Activity: Only a number is wanted here: the count of lines in the entries below that include the word "const".

Stored data entries:
----

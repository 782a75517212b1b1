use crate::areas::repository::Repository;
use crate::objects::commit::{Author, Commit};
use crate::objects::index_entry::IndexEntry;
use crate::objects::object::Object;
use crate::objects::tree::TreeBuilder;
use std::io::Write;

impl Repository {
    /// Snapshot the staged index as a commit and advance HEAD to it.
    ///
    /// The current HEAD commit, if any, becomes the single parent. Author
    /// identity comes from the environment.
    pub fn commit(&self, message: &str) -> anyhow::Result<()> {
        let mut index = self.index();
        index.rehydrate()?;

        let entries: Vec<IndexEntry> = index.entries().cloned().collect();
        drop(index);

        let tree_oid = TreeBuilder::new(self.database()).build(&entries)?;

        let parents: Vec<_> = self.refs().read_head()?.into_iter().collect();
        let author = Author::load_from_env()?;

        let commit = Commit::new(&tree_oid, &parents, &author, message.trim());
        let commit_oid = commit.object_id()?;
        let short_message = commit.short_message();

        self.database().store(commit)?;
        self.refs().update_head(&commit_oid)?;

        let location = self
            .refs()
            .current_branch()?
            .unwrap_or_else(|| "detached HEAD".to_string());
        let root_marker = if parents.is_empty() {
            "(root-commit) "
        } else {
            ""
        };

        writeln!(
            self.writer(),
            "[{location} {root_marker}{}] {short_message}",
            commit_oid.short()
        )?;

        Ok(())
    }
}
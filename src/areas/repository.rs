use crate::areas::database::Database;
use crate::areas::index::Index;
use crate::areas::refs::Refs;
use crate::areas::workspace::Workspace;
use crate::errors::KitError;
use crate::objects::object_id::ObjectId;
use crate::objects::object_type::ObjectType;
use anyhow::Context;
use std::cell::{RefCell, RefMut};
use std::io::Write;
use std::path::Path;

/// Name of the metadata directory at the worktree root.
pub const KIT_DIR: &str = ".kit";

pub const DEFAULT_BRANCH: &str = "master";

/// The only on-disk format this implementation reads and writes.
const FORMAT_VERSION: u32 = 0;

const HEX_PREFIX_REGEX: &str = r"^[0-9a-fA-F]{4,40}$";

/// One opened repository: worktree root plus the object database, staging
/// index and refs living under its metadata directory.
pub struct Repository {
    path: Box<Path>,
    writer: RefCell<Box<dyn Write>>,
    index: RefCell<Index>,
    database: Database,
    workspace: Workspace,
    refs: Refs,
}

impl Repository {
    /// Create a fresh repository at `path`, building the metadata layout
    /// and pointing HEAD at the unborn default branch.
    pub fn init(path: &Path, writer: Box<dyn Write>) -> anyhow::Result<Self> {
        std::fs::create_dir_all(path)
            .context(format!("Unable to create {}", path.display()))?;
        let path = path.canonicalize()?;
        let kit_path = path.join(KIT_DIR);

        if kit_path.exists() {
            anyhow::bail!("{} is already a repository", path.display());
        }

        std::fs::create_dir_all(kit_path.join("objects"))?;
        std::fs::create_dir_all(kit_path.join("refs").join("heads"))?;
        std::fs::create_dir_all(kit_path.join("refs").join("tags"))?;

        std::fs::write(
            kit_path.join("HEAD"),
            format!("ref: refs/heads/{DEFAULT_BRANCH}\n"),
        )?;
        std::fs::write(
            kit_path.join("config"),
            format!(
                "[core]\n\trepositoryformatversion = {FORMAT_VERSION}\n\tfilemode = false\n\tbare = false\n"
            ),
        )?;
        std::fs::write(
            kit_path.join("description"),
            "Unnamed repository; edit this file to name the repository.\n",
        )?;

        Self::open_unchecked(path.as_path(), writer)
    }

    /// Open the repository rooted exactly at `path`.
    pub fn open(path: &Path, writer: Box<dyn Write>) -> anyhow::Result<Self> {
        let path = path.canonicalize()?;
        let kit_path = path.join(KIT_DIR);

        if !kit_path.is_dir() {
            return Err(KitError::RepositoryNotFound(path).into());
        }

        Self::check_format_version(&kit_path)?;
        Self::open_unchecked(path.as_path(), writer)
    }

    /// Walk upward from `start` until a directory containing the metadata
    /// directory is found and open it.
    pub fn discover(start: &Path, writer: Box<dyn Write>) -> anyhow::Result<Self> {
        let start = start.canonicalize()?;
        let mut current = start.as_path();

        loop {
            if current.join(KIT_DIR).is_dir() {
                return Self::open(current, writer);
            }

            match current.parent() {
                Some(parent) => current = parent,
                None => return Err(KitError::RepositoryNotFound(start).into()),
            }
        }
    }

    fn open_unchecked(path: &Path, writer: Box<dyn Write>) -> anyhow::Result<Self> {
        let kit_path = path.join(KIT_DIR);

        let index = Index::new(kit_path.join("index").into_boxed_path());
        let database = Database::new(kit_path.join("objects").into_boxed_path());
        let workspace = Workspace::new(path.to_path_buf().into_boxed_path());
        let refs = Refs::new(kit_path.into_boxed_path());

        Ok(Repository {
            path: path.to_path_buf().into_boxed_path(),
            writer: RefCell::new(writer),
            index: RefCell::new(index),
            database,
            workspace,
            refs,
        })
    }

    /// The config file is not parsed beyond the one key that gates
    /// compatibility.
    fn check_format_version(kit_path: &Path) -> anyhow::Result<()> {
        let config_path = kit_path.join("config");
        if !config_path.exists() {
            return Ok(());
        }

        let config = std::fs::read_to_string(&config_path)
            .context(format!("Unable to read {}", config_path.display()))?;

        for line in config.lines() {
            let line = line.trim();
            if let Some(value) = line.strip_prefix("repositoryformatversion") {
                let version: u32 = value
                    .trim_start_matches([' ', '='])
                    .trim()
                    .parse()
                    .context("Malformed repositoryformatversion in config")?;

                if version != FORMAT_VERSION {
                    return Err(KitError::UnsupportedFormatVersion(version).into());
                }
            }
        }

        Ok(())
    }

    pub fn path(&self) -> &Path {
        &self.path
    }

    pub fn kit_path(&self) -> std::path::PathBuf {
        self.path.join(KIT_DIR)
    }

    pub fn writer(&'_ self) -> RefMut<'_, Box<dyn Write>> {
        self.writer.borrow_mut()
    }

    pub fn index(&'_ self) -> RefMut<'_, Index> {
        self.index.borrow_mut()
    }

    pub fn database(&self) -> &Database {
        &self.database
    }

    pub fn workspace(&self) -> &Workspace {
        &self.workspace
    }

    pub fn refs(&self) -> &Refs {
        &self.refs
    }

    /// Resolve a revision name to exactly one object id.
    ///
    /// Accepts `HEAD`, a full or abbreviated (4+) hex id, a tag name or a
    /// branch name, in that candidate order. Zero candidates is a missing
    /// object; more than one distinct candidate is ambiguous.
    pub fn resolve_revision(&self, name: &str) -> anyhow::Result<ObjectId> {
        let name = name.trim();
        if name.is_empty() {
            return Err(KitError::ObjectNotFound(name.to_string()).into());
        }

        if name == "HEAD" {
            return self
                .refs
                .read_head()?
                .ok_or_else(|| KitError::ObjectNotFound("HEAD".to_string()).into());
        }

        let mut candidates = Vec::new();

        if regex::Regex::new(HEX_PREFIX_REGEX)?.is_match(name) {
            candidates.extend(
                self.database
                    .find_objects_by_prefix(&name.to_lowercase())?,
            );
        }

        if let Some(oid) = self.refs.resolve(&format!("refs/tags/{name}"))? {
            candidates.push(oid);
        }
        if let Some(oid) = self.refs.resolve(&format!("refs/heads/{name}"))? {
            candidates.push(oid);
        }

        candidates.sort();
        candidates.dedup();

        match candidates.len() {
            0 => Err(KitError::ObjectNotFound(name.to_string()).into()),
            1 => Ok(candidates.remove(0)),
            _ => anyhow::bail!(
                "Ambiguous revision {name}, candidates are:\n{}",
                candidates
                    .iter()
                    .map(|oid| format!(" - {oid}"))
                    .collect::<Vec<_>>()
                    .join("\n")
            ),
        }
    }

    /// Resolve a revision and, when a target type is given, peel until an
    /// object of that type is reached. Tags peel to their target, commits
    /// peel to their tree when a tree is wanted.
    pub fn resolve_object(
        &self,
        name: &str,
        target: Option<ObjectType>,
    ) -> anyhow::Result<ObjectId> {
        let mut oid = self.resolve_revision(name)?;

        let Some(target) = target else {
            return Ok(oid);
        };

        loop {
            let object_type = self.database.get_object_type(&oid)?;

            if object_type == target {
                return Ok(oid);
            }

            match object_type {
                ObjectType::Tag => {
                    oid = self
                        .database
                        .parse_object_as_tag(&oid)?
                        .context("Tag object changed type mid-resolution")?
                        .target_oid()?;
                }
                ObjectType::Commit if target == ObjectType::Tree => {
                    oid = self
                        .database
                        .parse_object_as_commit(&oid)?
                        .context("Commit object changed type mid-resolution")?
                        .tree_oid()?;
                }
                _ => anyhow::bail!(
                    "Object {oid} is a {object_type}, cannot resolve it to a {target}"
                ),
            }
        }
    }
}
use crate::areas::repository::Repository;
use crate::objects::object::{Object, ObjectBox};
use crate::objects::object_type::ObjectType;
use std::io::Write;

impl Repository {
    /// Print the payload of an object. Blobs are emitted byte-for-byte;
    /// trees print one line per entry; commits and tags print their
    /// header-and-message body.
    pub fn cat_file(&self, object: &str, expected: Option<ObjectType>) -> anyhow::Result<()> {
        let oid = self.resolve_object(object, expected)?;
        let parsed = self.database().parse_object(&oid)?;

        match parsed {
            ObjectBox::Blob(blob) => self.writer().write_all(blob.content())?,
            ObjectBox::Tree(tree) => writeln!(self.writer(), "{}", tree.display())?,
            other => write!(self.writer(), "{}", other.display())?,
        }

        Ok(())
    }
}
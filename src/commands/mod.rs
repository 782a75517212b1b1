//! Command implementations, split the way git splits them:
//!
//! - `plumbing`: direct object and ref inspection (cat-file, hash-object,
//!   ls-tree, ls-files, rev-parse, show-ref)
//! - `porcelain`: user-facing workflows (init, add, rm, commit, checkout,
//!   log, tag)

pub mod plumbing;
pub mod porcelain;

----

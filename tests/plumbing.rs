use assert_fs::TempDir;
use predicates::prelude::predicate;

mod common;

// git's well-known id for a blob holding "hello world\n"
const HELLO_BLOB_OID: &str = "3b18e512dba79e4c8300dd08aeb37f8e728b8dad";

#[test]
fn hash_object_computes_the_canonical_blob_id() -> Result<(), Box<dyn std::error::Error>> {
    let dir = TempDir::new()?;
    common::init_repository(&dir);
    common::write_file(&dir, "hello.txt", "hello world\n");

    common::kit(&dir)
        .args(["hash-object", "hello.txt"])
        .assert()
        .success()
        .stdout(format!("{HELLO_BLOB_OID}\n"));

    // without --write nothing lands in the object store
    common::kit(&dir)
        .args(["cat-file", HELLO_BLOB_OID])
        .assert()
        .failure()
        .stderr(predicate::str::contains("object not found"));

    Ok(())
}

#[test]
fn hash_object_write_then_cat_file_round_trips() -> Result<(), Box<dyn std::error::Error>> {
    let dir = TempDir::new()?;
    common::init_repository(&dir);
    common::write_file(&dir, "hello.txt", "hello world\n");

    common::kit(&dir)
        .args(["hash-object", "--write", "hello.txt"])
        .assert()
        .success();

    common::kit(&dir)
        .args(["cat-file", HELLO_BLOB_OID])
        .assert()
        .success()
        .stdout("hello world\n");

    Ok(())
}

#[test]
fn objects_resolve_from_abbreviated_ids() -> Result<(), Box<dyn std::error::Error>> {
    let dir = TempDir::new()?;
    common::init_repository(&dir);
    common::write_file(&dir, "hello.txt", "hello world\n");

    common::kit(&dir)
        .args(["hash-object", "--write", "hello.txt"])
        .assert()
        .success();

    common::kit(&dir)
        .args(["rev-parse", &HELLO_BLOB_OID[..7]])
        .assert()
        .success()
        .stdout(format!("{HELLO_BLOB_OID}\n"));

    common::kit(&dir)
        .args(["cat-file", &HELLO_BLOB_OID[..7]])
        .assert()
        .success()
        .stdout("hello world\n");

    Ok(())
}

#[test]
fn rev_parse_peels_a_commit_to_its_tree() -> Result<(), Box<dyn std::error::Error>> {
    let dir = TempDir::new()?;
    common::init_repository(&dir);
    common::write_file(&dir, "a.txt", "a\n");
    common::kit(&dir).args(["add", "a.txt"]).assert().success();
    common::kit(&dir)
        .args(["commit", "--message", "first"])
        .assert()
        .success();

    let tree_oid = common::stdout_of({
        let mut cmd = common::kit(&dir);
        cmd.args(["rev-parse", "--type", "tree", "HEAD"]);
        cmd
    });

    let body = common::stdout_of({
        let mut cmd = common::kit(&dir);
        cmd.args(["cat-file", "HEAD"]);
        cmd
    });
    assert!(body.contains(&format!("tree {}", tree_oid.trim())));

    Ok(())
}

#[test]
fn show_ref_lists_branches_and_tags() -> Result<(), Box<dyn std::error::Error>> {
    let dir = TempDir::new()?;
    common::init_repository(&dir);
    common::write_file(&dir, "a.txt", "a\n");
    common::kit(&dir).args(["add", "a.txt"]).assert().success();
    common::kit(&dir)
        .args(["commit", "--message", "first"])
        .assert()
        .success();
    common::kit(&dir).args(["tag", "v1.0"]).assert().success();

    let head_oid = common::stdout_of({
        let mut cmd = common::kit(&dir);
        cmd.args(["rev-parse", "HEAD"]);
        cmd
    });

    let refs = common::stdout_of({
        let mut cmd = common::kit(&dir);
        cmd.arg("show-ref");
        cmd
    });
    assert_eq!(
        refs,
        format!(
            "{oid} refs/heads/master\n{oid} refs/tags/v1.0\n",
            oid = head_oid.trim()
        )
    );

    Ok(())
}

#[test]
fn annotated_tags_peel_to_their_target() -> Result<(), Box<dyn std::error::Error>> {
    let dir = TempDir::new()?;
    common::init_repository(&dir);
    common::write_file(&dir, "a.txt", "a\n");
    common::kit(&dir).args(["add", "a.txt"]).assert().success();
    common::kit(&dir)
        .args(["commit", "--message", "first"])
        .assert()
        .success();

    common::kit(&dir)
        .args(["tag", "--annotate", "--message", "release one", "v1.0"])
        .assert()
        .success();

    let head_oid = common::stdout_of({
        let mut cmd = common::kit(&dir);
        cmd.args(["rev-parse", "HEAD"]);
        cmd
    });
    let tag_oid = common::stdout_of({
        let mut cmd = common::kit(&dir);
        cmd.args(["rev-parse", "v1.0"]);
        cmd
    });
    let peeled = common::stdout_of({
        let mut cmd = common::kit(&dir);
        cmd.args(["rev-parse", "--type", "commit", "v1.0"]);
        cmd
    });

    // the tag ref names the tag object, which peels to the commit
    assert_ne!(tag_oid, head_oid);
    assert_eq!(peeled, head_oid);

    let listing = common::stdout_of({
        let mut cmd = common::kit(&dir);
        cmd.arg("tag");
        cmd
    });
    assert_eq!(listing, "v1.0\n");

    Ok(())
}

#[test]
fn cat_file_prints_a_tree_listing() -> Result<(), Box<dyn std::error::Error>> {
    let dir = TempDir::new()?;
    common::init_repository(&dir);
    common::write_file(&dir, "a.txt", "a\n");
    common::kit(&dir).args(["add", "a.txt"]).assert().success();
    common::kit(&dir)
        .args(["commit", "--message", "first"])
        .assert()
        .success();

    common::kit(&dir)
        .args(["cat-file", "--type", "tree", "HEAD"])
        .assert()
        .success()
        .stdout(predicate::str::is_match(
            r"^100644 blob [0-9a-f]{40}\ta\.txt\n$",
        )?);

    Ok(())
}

----

Output for this task: 5